By: Jackie Clark
Those who have been diagnosed with mesothelioma, or any cancer for that matter, can greatly benefit by incorporating a regimen of modest exercise into their treatment program. The logic behind this is quite simple. The fact is that those cancer patients who have been leading a healthier lifestyle often have a more favorable prognosis after diagnosis than those who have not.
While it has long been known that smoking and excessive alcohol use can compromise the body’s regenerative ability, recent studies have shown that even a modest exercise regimen, in combination with a healthy diet, can greatly reduce the intensity of fatigue symptoms often reported by cancer patients, and also have the secondary benefit of unlocking the body’s natural healing qualities.
“In recent years, scientific evidence has dramatically changed our ideas about the relationships among physical activity, rest, and cancer-related fatigue. Several studies have reported that exercise can prevent the manifestation and reduce the intensity of fatigue in cancer patients during and after treatment.”

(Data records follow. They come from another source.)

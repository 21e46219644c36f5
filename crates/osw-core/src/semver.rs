use std::fmt;
use std::str::FromStr;

use serde::{Deserialize, Serialize};
use thiserror::Error;

#[derive(Clone, Copy, Debug, PartialEq, Eq, Serialize, Deserialize)]
#[serde(rename_all = "snake_case")]
pub enum ReleaseType {
    Patch,
    Minor,
    Major,
}

impl ReleaseType {
    pub fn parse(s: &str) -> Option<ReleaseType> {
        match s {
            "patch" => Some(ReleaseType::Patch),
            "minor" => Some(ReleaseType::Minor),
            "major" => Some(ReleaseType::Major),
            _ => None,
        }
    }
}

#[derive(Clone, Debug, Error, PartialEq, Eq)]
#[error("'{input}' is not a MAJOR.MINOR.PATCH version")]
pub struct SemVerParseError {
    pub input: String,
}

#[derive(Clone, Copy, Debug, PartialEq, Eq, PartialOrd, Ord, Serialize, Deserialize)]
pub struct SemVer {
    pub major: u64,
    pub minor: u64,
    pub patch: u64,
}

impl SemVer {
    pub fn new(major: u64, minor: u64, patch: u64) -> Self {
        Self { major, minor, patch }
    }

    /// Increment the requested component, zeroing lower-order ones.
    pub fn bump(self, release: ReleaseType) -> SemVer {
        match release {
            ReleaseType::Patch => SemVer::new(self.major, self.minor, self.patch + 1),
            ReleaseType::Minor => SemVer::new(self.major, self.minor + 1, 0),
            ReleaseType::Major => SemVer::new(self.major + 1, 0, 0),
        }
    }
}

impl FromStr for SemVer {
    type Err = SemVerParseError;

    fn from_str(s: &str) -> Result<Self, Self::Err> {
        let err = || SemVerParseError { input: s.to_string() };
        let mut parts = s.trim().splitn(3, '.');
        let mut next = || -> Result<u64, SemVerParseError> {
            parts
                .next()
                .ok_or_else(err)?
                .parse::<u64>()
                .map_err(|_| err())
        };
        let major = next()?;
        let minor = next()?;
        let patch = next()?;
        Ok(SemVer { major, minor, patch })
    }
}

impl fmt::Display for SemVer {
    fn fmt(&self, f: &mut fmt::Formatter<'_>) -> fmt::Result {
        write!(f, "{}.{}.{}", self.major, self.minor, self.patch)
    }
}

#[cfg(test)]
mod tests {
    use super::*;

    #[test]
    fn parse_and_display_round_trip() {
        let v: SemVer = "0.1.26".parse().unwrap();
        assert_eq!(v, SemVer::new(0, 1, 26));
        assert_eq!(v.to_string(), "0.1.26");
    }

    #[test]
    fn rejects_malformed_versions() {
        assert!("1.2".parse::<SemVer>().is_err());
        assert!("v1.2.3".parse::<SemVer>().is_err());
        assert!("1.2.x".parse::<SemVer>().is_err());
        assert!("".parse::<SemVer>().is_err());
    }

    #[test]
    fn bump_resets_lower_components() {
        let v = SemVer::new(0, 1, 26);
        assert_eq!(v.bump(ReleaseType::Patch), SemVer::new(0, 1, 27));
        assert_eq!(v.bump(ReleaseType::Minor), SemVer::new(0, 2, 0));
        assert_eq!(v.bump(ReleaseType::Major), SemVer::new(1, 0, 0));
    }

    #[test]
    fn ordering_is_numeric_not_lexicographic() {
        let a: SemVer = "0.1.9".parse().unwrap();
        let b: SemVer = "0.1.10".parse().unwrap();
        assert!(a < b);
    }
}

Effects of Exercise on Cancer Related Fatigue
The benefits of exercise has been shown to do more than simply increase cardiovascular and muscle function, it can also help to increase the sense of wellbeing and self-confidence in the patient, relieve stress, and reduce anxiety and fear. While the outlook for mesothelioma life expectancy can appear grim, the conclusions of these studies suggest that a moderate exercise program can be an effective intervention to improve quality of life for cancer patients.
For cancer patients, as for anyone, there are four areas of fitness exercise that should be concentrated upon: Balance and stretching, strength training and aerobic exercise.
Balance and Stretching
Many cancer patients feel bodily weakness, particularly after surgeries or chemotherapy, and simple balancing and stretching exercises should help to overcome this feeling of weakness an example is yoga. Balance and stretching movements should always start any workout session as a matter of course. Performing leg-stands and walking a narrow line like an imaginary tight rope on the floor can help improve balance issues, and simple leg and arm stretching moves are beneficial even after surgery to improve blood flow to muscle tissue.
Strength training can fight muscle loss and tone that often occurs in cancer patients following prolonged inactivity due to surgery or chemotherapy. The uses of free weights or resistance equipment are both effective methods of improving strength, muscle mass and bone density.
Aerobic exercise increases the heart rate and, in combination with strength training, can build lean muscle mass, reduce fat and boost the metabolism. Aerobic exercise can also help the recovery process after therapy treatments and improve the sense of well being experienced by the patient.
Of course, cancer patients should always consult with their physician before starting an exercise regimen.